The data:
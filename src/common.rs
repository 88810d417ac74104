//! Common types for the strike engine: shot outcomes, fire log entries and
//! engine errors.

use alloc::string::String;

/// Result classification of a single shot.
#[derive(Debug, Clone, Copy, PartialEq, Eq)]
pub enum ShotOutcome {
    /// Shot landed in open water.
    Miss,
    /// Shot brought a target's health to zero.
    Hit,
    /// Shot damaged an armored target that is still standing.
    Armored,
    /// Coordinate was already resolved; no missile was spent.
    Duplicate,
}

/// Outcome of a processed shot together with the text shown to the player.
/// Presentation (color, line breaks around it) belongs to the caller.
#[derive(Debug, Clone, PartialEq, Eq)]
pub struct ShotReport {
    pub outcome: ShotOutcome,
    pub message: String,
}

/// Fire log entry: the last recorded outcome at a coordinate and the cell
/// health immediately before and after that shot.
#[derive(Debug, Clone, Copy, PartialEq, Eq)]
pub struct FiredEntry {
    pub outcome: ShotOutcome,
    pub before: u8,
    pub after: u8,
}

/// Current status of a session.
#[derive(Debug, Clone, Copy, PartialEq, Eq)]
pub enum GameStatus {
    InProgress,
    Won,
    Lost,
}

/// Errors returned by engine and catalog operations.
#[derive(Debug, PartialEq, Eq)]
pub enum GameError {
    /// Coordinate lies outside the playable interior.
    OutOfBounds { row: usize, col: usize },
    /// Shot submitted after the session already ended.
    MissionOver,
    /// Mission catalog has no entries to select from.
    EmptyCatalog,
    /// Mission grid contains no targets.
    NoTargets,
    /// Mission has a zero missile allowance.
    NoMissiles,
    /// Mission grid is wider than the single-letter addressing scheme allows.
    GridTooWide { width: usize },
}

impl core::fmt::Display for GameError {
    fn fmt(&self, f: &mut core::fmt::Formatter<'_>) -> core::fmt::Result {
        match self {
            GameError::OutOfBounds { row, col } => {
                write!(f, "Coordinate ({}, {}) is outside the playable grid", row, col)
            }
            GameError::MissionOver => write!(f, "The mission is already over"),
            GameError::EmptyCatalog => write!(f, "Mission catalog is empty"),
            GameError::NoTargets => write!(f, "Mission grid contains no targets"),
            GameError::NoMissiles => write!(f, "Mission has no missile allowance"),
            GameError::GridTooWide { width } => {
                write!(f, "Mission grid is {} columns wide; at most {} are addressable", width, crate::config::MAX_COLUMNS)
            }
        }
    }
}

Exercise prompt: Every record shown above should appear again in your answer, unchanged.

The answer:
filename src/common.rs
repository 88810d417ac74104
//! Common types for the strike engine: shot outcomes, fire log entries and
//! engine errors.

use alloc::string::String;

/// Result classification of a single shot.
#[derive(Debug, Clone, Copy, PartialEq, Eq)]
pub enum ShotOutcome {
    /// Shot landed in open water.
    Miss,
    /// Shot brought a target's health to zero.
    Hit,
    /// Shot damaged an armored target that is still standing.
    Armored,
    /// Coordinate was already resolved; no missile was spent.
    Duplicate,
}

/// Outcome of a processed shot together with the text shown to the player.
/// Presentation (color, line breaks around it) belongs to the caller.
#[derive(Debug, Clone, PartialEq, Eq)]
pub struct ShotReport {
    pub outcome: ShotOutcome,
    pub message: String,
}

/// Fire log entry: the last recorded outcome at a coordinate and the cell
/// health immediately before and after that shot.
#[derive(Debug, Clone, Copy, PartialEq, Eq)]
pub struct FiredEntry {
    pub outcome: ShotOutcome,
    pub before: u8,
    pub after: u8,
}

/// Current status of a session.
#[derive(Debug, Clone, Copy, PartialEq, Eq)]
pub enum GameStatus {
    InProgress,
    Won,
    Lost,
}

/// Errors returned by engine and catalog operations.
#[derive(Debug, PartialEq, Eq)]
pub enum GameError {
    /// Coordinate lies outside the playable interior.
    OutOfBounds { row: usize, col: usize },
    /// Shot submitted after the session already ended.
    MissionOver,
    /// Mission catalog has no entries to select from.
    EmptyCatalog,
    /// Mission grid contains no targets.
    NoTargets,
    /// Mission has a zero missile allowance.
    NoMissiles,
    /// Mission grid is wider than the single-letter addressing scheme allows.
    GridTooWide { width: usize },
}

impl core::fmt::Display for GameError {
    fn fmt(&self, f: &mut core::fmt::Formatter<'_>) -> core::fmt::Result {
        match self {
            GameError::OutOfBounds { row, col } => {
                write!(f, "Coordinate ({}, {}) is outside the playable grid", row, col)
            }
            GameError::MissionOver => write!(f, "The mission is already over"),
            GameError::EmptyCatalog => write!(f, "Mission catalog is empty"),
            GameError::NoTargets => write!(f, "Mission grid contains no targets"),
            GameError::NoMissiles => write!(f, "Mission has no missile allowance"),
            GameError::GridTooWide { width } => {
                write!(f, "Mission grid is {} columns wide; at most {} are addressable", width, crate::config::MAX_COLUMNS)
            }
        }
    }
}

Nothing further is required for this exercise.